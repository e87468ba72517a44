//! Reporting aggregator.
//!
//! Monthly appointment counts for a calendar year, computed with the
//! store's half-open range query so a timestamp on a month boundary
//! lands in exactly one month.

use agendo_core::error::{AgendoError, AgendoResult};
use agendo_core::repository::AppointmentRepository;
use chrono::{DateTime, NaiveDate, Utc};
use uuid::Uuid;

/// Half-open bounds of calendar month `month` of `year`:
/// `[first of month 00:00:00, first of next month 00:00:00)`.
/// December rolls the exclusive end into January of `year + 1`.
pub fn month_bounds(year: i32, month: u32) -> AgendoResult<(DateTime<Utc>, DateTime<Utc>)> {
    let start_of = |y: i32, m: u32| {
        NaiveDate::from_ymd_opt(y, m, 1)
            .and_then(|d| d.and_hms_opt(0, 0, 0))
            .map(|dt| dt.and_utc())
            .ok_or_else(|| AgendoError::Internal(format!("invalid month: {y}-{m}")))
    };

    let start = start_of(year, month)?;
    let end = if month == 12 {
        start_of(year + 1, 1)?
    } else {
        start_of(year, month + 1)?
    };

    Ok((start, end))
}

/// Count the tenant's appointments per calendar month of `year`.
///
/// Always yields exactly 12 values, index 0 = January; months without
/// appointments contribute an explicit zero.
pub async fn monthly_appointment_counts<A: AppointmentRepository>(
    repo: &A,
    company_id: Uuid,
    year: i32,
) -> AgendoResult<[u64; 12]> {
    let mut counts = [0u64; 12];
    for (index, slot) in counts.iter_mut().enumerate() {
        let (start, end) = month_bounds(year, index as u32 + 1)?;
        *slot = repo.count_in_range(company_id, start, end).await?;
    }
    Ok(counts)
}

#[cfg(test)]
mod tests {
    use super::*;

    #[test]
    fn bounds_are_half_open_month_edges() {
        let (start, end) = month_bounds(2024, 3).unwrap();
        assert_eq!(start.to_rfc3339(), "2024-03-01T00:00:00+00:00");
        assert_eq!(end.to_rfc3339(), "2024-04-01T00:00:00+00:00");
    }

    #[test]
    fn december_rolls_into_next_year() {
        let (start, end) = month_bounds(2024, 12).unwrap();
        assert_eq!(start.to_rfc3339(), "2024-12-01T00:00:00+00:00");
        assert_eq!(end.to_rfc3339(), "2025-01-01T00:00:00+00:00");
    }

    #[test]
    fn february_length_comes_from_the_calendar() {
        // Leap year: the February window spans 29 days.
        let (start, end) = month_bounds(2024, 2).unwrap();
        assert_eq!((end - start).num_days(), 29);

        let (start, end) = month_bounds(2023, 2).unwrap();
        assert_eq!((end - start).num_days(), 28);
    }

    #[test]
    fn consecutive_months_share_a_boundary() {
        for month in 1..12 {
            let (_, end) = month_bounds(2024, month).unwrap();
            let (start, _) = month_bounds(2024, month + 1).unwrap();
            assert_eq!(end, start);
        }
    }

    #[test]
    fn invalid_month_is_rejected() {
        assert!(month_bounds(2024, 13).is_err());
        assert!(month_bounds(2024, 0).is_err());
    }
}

☆ ☆ ☆ ☆

Exercise >>
Everything from the line with "for month in" through the last line of the data is to be retyped verbatim, with no other text.

Exercise answer >>
        for month in 1..12 {
            let (_, end) = month_bounds(2024, month).unwrap();
            let (start, _) = month_bounds(2024, month + 1).unwrap();
            assert_eq!(end, start);
        }
    }

    #[test]
    fn invalid_month_is_rejected() {
        assert!(month_bounds(2024, 13).is_err());
        assert!(month_bounds(2024, 0).is_err());
    }
}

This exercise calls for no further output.